I've ordered an 8mm Samyang fisheye for a Canon T3i 1.6x crop camera. Is the offset for NPP fixed, or does it vary depending on whether I have a 50%, 40%, 30%, 20%, etc. overlap?
I've read several articles on LPP (least parallax point) on fisheye lenses, contrasted to NPP (no parallax point) on rectilinear lenses. I'm fuzzy on just how to proceed.
With a rectilinear lens, my understanding is that the NPP doesn't change, regardless of the overlap. With a 14mm rectilinear Samyang on a full frame camera, the offset for NPP remains the same whether I have 6 frames for a 360 degree FOV pano in portrait orientation, or 7 frames, or 8 frames. I found the NPP with the camera+lens in Landscape mode for the greatest amount of "swing distance FOV" from left to right. Correct?

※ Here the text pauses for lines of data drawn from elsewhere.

// SPDX-License-Identifier: Apache-2.0 OR MIT
// Copyright (c) 2025-2026 naskel.com

//! Message-state tracker.
//!
//! Remembers the read/dismiss state of every message received so far, keyed
//! by sending provider and message id. The store deduplicates deliveries
//! arriving over several transports and decides when a sync event is worth
//! reporting. Control messages (reserved ids) are routed to discovery instead.

use super::context::ConsumerContext;
use super::tasks::{CallbackTask, DiscoveryTask, NotificationTask};
use crate::cache::MessageSyncEntry;
use crate::error::{Error, Result};
use crate::scheduler::TaskHandler;
use crate::types::{Message, SyncInfo, SyncType};
use std::sync::Arc;

pub(crate) struct MessageStateWorker {
    ctx: Arc<ConsumerContext>,
}

impl MessageStateWorker {
    pub fn new(ctx: Arc<ConsumerContext>) -> Self {
        Self { ctx }
    }

    fn message(&mut self, message: Message) -> Result<()> {
        if message.id.is_reserved() {
            return self.control(&message);
        }

        let provider_id = message
            .provider_id
            .ok_or_else(|| Error::invalid(format!("message {} without provider id", message.id)))?;

        {
            let mut messages = self.ctx.messages.lock();
            if messages.contains(&(provider_id, message.id)) {
                log::trace!(
                    "[MessageState] duplicate message {} from {}",
                    message.id,
                    provider_id
                );
                return Ok(());
            }
            messages.write(MessageSyncEntry {
                provider_id,
                message_id: message.id,
                state: SyncType::Unread,
            })?;
        }

        log::debug!("[MessageState] new message {}", message.id);
        self.ctx
            .queues
            .callback
            .push(CallbackTask::MessageReceived(message));
        Ok(())
    }

    fn control(&mut self, message: &Message) -> Result<()> {
        let code = message
            .control_code()
            .ok_or_else(|| Error::invalid(format!("unknown control id {}", message.id)))?;
        let provider_id = message
            .provider_id
            .ok_or_else(|| Error::invalid("control message without provider id"))?;

        self.ctx
            .queues
            .discovery
            .push(DiscoveryTask::ProviderChanged { provider_id, code });
        Ok(())
    }

    fn sync(&mut self, sync: SyncInfo) -> Result<()> {
        if sync.message_id.is_reserved() {
            return Err(Error::invalid(format!(
                "sync for reserved id {}",
                sync.message_id
            )));
        }

        let provider_id = sync.provider_id.ok_or_else(|| {
            Error::invalid(format!("sync for message {} without provider id", sync.message_id))
        })?;
        let key = (provider_id, sync.message_id);

        let changed = {
            let mut messages = self.ctx.messages.lock();
            let previous = messages.read(&key).map(|e| e.state);
            match (previous, sync.state) {
                (Some(state), incoming) if state == incoming => false,
                (Some(_), SyncType::Deleted) => {
                    messages.delete(&key);
                    true
                }
                // Untracked and deleted: nothing to remember, still a change.
                (None, SyncType::Deleted) => true,
                (_, state) => {
                    messages.write(MessageSyncEntry {
                        provider_id,
                        message_id: sync.message_id,
                        state,
                    })?;
                    true
                }
            }
        };

        if !changed {
            log::trace!(
                "[MessageState] message {} already {}",
                sync.message_id,
                sync.state
            );
            return Ok(());
        }

        log::debug!(
            "[MessageState] message {} -> {}",
            sync.message_id,
            sync.state
        );
        self.ctx.queues.callback.push(CallbackTask::SyncReceived(sync));
        Ok(())
    }
}

impl TaskHandler<NotificationTask> for MessageStateWorker {
    fn handle(&mut self, task: NotificationTask) -> Result<()> {
        match task {
            NotificationTask::MessageReceived(message) => self.message(message),
            NotificationTask::SyncReceived(sync) => self.sync(sync),
        }
    }
}
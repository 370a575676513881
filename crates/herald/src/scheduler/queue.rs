// SPDX-License-Identifier: Apache-2.0 OR MIT
// Copyright (c) 2025-2026 naskel.com

//! FIFO task queue with blocking pop.

use super::{SchedulerId, Task};
use parking_lot::{Condvar, Mutex};
use std::collections::VecDeque;
use std::sync::atomic::{AtomicU64, Ordering};

/// Per-queue counters.
///
/// Relaxed atomics; readers only take monotonic snapshots.
#[derive(Debug, Default)]
pub struct QueueMetrics {
    pub pushed: AtomicU64,
    /// Pushes refused because the scheduler was not running.
    pub dropped: AtomicU64,
    pub handled: AtomicU64,
    /// Handlers that returned an error or panicked.
    pub failed: AtomicU64,
    pub panicked: AtomicU64,
    /// Tasks released unprocessed at stop.
    pub drained: AtomicU64,
}

/// Point-in-time copy of [`QueueMetrics`].
#[derive(Debug, Clone, Copy, Default, PartialEq, Eq)]
pub struct QueueSnapshot {
    pub pushed: u64,
    pub dropped: u64,
    pub handled: u64,
    pub failed: u64,
    pub panicked: u64,
    pub drained: u64,
}

impl QueueMetrics {
    #[must_use]
    pub fn snapshot(&self) -> QueueSnapshot {
        QueueSnapshot {
            pushed: self.pushed.load(Ordering::Relaxed),
            dropped: self.dropped.load(Ordering::Relaxed),
            handled: self.handled.load(Ordering::Relaxed),
            failed: self.failed.load(Ordering::Relaxed),
            panicked: self.panicked.load(Ordering::Relaxed),
            drained: self.drained.load(Ordering::Relaxed),
        }
    }
}

struct QueueState<T> {
    tasks: VecDeque<T>,
    running: bool,
}

/// Multi-producer, single-consumer FIFO.
///
/// The running flag lives under the same lock as the deque, so a push either
/// lands before `close` (and is later handled or drained) or is refused.
pub struct TaskQueue<T> {
    id: SchedulerId,
    state: Mutex<QueueState<T>>,
    ready: Condvar,
    metrics: QueueMetrics,
}

impl<T: Task> TaskQueue<T> {
    /// Create a running, empty queue.
    #[must_use]
    pub fn new(id: SchedulerId) -> Self {
        Self {
            id,
            state: Mutex::new(QueueState {
                tasks: VecDeque::new(),
                running: true,
            }),
            ready: Condvar::new(),
            metrics: QueueMetrics::default(),
        }
    }

    #[inline]
    #[must_use]
    pub fn id(&self) -> SchedulerId {
        self.id
    }

    /// Append a task and wake the worker.
    ///
    /// Returns `false` (and drops the task) when the queue is closed.
    pub fn push(&self, task: T) -> bool {
        let mut state = self.state.lock();
        if !state.running {
            drop(state);
            self.metrics.dropped.fetch_add(1, Ordering::Relaxed);
            log::debug!("[{}] not running, dropping {}", self.id, task.kind());
            return false;
        }
        state.tasks.push_back(task);
        drop(state);

        self.metrics.pushed.fetch_add(1, Ordering::Relaxed);
        self.ready.notify_one();
        true
    }

    /// Block until a task is available; `None` once the queue is closed.
    pub fn pop_blocking(&self) -> Option<T> {
        let mut state = self.state.lock();
        loop {
            if !state.running {
                return None;
            }
            if let Some(task) = state.tasks.pop_front() {
                return Some(task);
            }
            self.ready.wait(&mut state);
        }
    }

    /// Stop accepting tasks and wake the worker.
    pub fn close(&self) {
        self.state.lock().running = false;
        self.ready.notify_all();
    }

    /// Take every queued task, oldest first.
    pub fn drain(&self) -> Vec<T> {
        let tasks: Vec<T> = self.state.lock().tasks.drain(..).collect();
        self.metrics
            .drained
            .fetch_add(tasks.len() as u64, Ordering::Relaxed);
        tasks
    }

    #[must_use]
    pub fn is_running(&self) -> bool {
        self.state.lock().running
    }

    #[must_use]
    pub fn len(&self) -> usize {
        self.state.lock().tasks.len()
    }

    #[must_use]
    pub fn is_empty(&self) -> bool {
        self.len() == 0
    }

    #[inline]
    #[must_use]
    pub fn metrics(&self) -> &QueueMetrics {
        &self.metrics
    }
}

#[cfg(test)]
mod tests {
    use super::*;
    use std::sync::Arc;
    use std::thread;

    #[derive(Debug, PartialEq)]
    struct Job(u32);

    impl Task for Job {
        fn kind(&self) -> &'static str {
            "Job"
        }
    }

    #[test]
    fn test_fifo_order() {
        let queue = TaskQueue::new(SchedulerId::Topic);
        for i in 0..5 {
            assert!(queue.push(Job(i)));
        }
        for i in 0..5 {
            assert_eq!(queue.pop_blocking(), Some(Job(i)));
        }
        assert!(queue.is_empty());
        assert_eq!(queue.metrics().snapshot().pushed, 5);
    }

    #[test]
    fn test_push_after_close_is_dropped() {
        let queue = TaskQueue::new(SchedulerId::Notification);
        queue.close();
        assert!(!queue.push(Job(1)));
        assert!(queue.is_empty());
        assert_eq!(queue.metrics().snapshot().dropped, 1);
        assert_eq!(queue.pop_blocking(), None);
    }

    #[test]
    fn test_close_wakes_blocked_worker() {
        let queue = Arc::new(TaskQueue::<Job>::new(SchedulerId::Discovery));
        let worker = {
            let queue = Arc::clone(&queue);
            thread::spawn(move || queue.pop_blocking())
        };
        thread::sleep(std::time::Duration::from_millis(20));
        queue.close();
        assert_eq!(worker.join().unwrap(), None);
    }

    #[test]
    fn test_drain_returns_leftovers() {
        let queue = TaskQueue::new(SchedulerId::Subscription);
        queue.push(Job(1));
        queue.push(Job(2));
        queue.close();
        assert_eq!(queue.drain(), vec![Job(1), Job(2)]);
        assert_eq!(queue.metrics().snapshot().drained, 2);
    }

    #[test]
    fn test_concurrent_producers_keep_per_producer_order() {
        let queue = Arc::new(TaskQueue::new(SchedulerId::CallbackResponse));
        let producers: Vec<_> = (0..4u32)
            .map(|p| {
                let queue = Arc::clone(&queue);
                thread::spawn(move || {
                    for i in 0..100 {
                        queue.push(Job(p * 1000 + i));
                    }
                })
            })
            .collect();
        for producer in producers {
            producer.join().unwrap();
        }

        let mut last = [None::<u32>; 4];
        for _ in 0..400 {
            let Job(value) = queue.pop_blocking().unwrap();
            let slot = &mut last[(value / 1000) as usize];
            if let Some(prev) = *slot {
                assert!(value > prev);
            }
            *slot = Some(value);
        }
    }
}
// SPDX-License-Identifier: Apache-2.0 OR MIT
// Copyright (c) 2025-2026 naskel.com

//! Worker schedulers.
//!
//! Each scheduler is a FIFO [`TaskQueue`] drained by one dedicated worker
//! thread. Producers (API calls, wire-layer callbacks, other workers) push
//! typed tasks; the worker hands them one at a time to a [`TaskHandler`].
//!
//! # Architecture
//!
//! ```text
//! API / wire thread --push--> TaskQueue --pop--> worker thread --> TaskHandler
//!        ^                                                          |
//!        +------------ Pending::wait <---- Responder::send ----------+
//! ```
//!
//! Ordering is FIFO within a scheduler only. Handler errors and panics are
//! logged and counted; the worker always moves on to the next task.

mod queue;
pub mod rendezvous;
mod worker;

pub use queue::{QueueMetrics, QueueSnapshot, TaskQueue};
pub use rendezvous::{rendezvous, Pending, Responder};
pub use worker::{Scheduler, TaskHandler};

use std::fmt;

/// The logical schedulers of a provider or consumer.
#[derive(Debug, Clone, Copy, PartialEq, Eq, Hash, PartialOrd, Ord)]
pub enum SchedulerId {
    Discovery,
    Subscription,
    Notification,
    CallbackResponse,
    Topic,
}

impl SchedulerId {
    #[must_use]
    pub fn name(self) -> &'static str {
        match self {
            SchedulerId::Discovery => "discovery",
            SchedulerId::Subscription => "subscription",
            SchedulerId::Notification => "notification",
            SchedulerId::CallbackResponse => "callback",
            SchedulerId::Topic => "topic",
        }
    }
}

impl fmt::Display for SchedulerId {
    fn fmt(&self, f: &mut fmt::Formatter<'_>) -> fmt::Result {
        f.write_str(self.name())
    }
}

/// A unit of work carried by a scheduler.
pub trait Task: Send + 'static {
    /// Variant name, for logs.
    fn kind(&self) -> &'static str;
}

But with a fisheye, it seems like the best offset for LPP might be different with 3 frames for 360 degrees FOV vs 4 frames. Correct?
So is the "best practice" to standardize on a specific overlap, and find the LPP for that overlap? I suppose that would also mean having the camera+lens in portrait mode on the panohead when doing the panohead calibration? Correct, or am I "unclear on the concept"?